--- DATA FOR ANALYSIS ---
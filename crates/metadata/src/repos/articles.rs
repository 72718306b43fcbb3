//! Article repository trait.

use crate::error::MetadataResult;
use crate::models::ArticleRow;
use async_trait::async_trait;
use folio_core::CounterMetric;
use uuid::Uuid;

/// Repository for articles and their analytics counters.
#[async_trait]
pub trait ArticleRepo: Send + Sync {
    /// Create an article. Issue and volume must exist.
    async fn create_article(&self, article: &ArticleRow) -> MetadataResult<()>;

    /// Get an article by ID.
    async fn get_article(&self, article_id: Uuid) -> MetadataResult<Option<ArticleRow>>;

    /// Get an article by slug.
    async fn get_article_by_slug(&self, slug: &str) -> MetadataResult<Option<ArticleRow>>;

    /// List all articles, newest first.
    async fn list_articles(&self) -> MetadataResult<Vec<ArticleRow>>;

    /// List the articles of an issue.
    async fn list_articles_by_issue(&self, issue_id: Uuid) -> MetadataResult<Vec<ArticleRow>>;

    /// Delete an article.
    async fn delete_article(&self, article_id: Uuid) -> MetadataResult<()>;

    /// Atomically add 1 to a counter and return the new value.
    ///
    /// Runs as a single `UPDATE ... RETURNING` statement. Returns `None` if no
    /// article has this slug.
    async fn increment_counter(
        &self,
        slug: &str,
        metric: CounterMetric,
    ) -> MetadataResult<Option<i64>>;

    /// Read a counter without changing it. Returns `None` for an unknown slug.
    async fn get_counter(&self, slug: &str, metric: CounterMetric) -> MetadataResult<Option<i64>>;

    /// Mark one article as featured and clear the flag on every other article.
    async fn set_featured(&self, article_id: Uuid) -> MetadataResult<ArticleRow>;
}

* * *

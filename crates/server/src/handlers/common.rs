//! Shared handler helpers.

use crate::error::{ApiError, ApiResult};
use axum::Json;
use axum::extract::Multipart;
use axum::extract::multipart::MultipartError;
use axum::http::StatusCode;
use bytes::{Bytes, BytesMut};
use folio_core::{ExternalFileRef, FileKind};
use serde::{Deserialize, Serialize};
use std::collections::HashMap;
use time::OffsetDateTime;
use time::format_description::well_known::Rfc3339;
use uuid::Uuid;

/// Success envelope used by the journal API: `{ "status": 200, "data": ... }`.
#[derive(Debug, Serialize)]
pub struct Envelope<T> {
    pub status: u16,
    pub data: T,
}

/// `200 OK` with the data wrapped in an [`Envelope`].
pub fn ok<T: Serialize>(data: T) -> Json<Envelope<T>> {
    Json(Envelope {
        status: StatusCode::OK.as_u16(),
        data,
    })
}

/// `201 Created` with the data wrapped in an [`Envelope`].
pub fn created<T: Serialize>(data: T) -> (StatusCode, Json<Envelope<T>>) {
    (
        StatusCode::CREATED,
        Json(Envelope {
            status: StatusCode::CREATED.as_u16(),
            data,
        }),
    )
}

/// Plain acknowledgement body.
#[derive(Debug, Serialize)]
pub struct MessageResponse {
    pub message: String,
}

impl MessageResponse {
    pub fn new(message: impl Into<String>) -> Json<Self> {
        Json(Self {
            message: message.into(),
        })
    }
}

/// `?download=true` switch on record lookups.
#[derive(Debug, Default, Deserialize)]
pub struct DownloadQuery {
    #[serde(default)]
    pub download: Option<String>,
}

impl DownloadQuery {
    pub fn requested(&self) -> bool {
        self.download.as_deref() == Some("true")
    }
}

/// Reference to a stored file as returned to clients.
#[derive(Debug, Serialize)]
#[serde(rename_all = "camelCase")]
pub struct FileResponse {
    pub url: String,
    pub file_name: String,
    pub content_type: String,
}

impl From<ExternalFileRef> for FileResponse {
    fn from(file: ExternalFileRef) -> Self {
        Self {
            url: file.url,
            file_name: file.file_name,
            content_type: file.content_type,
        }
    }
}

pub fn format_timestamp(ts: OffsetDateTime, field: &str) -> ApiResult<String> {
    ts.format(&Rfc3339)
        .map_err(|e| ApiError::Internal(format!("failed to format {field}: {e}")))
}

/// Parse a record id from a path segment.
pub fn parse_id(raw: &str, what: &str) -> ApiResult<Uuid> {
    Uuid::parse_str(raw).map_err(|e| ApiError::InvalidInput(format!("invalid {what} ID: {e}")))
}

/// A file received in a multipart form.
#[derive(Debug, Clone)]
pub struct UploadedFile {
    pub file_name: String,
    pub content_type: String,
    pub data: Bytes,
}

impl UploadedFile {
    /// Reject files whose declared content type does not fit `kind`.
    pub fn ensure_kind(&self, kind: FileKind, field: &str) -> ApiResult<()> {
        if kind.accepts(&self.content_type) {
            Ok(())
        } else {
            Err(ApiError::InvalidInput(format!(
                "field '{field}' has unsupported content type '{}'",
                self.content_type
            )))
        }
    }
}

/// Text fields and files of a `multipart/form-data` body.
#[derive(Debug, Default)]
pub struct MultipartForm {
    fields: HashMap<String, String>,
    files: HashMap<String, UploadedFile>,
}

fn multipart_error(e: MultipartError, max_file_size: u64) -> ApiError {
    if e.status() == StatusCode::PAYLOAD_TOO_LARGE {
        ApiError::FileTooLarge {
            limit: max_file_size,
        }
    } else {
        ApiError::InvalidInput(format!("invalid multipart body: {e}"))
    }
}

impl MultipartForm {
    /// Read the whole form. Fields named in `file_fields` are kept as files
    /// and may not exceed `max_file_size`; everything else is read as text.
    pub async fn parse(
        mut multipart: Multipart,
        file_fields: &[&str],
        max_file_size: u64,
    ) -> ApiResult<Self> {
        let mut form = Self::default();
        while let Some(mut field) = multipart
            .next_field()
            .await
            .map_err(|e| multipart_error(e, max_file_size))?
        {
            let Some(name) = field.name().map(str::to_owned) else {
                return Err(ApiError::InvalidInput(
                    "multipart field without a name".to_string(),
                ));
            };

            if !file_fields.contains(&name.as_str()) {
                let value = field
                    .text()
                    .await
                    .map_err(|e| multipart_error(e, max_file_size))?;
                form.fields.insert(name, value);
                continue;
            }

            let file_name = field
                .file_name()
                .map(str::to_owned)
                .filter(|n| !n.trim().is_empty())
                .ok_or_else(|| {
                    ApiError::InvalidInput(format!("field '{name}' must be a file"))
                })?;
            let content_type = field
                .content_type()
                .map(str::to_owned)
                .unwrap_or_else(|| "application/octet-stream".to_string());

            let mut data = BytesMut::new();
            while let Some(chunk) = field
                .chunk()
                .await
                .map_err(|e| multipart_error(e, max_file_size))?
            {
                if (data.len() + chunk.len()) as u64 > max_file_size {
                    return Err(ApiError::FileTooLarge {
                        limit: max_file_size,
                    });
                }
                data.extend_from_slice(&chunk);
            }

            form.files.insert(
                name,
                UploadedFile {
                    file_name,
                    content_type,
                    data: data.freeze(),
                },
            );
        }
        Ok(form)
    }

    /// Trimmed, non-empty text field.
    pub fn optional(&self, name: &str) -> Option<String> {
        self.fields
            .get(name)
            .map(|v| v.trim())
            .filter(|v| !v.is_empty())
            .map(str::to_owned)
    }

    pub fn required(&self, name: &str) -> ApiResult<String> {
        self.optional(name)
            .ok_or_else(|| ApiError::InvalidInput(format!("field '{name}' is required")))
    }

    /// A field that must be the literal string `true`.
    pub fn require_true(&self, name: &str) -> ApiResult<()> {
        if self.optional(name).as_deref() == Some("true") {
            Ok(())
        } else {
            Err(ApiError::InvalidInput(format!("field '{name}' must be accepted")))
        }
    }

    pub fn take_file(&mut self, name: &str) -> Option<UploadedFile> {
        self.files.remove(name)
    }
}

--- EXERCISE PROMPT ---
Copy out the lines of the data where the word "UploadedFile" can be found.

--- ANSWER SPACE ---
pub struct UploadedFile {
impl UploadedFile {
    files: HashMap<String, UploadedFile>,
                UploadedFile {
    pub fn take_file(&mut self, name: &str) -> Option<UploadedFile> {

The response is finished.